Task material:

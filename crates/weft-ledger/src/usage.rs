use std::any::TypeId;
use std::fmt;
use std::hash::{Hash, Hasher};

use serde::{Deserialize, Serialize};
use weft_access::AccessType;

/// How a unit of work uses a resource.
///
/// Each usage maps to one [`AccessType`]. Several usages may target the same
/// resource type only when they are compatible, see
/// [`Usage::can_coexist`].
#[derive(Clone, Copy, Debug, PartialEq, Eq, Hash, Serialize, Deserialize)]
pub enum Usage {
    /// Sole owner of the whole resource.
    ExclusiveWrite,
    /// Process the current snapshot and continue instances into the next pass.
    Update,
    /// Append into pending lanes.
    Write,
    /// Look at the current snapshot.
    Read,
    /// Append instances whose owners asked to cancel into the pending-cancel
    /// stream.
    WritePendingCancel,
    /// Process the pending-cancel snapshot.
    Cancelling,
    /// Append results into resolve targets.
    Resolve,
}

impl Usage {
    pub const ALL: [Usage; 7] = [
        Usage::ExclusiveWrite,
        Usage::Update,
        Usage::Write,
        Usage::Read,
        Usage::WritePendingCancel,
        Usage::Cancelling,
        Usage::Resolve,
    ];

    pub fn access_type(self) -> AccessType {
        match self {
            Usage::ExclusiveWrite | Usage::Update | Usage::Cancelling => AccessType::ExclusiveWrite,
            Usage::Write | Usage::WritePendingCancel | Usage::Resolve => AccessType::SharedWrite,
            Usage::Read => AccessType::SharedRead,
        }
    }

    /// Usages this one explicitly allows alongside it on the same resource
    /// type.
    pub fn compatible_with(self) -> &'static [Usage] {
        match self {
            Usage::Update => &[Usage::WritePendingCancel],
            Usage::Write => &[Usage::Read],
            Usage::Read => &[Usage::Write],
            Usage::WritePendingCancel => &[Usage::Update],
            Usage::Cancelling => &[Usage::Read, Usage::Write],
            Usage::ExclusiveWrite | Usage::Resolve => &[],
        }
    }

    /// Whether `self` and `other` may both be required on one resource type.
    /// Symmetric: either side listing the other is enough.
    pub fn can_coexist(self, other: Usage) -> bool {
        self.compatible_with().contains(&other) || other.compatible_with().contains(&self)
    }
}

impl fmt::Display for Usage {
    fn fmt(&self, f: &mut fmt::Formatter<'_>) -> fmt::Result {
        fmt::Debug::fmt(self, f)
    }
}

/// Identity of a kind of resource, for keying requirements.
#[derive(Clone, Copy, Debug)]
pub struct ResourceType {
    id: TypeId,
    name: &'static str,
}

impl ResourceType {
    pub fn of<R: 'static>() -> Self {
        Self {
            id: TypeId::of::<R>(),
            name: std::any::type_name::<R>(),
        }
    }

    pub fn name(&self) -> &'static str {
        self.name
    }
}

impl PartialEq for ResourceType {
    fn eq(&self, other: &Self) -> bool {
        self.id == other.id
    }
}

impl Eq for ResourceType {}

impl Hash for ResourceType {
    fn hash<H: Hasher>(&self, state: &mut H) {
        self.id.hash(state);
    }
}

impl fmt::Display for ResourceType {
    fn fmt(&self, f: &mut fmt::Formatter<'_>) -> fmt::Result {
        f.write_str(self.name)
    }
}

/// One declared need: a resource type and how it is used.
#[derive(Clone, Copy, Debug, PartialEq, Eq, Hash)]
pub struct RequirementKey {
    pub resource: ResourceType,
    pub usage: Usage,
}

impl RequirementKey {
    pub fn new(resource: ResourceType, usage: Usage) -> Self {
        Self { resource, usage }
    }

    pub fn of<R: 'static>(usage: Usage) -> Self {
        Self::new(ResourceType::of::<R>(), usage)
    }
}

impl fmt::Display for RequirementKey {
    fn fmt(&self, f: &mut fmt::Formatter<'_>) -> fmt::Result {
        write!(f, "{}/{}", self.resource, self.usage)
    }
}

--

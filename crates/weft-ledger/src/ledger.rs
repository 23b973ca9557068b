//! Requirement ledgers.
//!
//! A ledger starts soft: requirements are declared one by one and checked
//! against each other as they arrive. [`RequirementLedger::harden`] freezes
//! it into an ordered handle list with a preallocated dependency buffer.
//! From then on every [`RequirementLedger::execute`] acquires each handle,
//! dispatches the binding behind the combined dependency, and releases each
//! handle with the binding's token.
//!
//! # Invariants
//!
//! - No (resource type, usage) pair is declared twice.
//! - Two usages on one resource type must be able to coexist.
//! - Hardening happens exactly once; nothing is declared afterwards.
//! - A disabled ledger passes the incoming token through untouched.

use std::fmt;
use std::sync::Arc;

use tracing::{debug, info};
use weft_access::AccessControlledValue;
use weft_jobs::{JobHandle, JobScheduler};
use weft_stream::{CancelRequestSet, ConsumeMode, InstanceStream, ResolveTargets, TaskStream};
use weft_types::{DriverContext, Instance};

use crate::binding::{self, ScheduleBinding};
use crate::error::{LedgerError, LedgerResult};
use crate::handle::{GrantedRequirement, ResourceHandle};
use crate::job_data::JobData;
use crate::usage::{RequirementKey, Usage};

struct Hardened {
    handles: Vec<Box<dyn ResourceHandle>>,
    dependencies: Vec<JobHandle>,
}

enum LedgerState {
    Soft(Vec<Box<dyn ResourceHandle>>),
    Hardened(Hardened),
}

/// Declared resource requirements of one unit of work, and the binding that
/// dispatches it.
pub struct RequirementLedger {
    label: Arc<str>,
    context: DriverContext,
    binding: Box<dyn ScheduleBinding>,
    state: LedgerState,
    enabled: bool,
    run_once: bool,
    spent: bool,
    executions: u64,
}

---

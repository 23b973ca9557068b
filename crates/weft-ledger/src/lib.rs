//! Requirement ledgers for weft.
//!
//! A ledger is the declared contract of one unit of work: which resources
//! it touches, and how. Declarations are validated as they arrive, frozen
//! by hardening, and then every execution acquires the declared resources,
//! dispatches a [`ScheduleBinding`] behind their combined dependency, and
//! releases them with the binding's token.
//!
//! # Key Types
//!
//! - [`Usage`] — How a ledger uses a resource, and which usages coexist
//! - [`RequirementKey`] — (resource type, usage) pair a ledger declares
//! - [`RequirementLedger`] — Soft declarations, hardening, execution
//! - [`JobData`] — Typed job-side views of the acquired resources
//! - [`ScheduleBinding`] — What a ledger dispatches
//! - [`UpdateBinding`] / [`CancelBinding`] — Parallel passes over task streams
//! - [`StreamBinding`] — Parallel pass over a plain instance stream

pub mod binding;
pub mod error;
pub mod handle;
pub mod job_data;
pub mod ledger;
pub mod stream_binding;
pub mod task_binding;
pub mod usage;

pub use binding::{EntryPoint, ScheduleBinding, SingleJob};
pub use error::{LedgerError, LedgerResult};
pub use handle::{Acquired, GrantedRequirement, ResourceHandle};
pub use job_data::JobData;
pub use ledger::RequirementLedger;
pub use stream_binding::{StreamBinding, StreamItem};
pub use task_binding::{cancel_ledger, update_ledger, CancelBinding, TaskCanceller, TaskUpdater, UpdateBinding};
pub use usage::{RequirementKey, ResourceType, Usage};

Exercise: The response should consist of the number of lines in the data that hold the word "acquires", with nothing added.

Response below: 2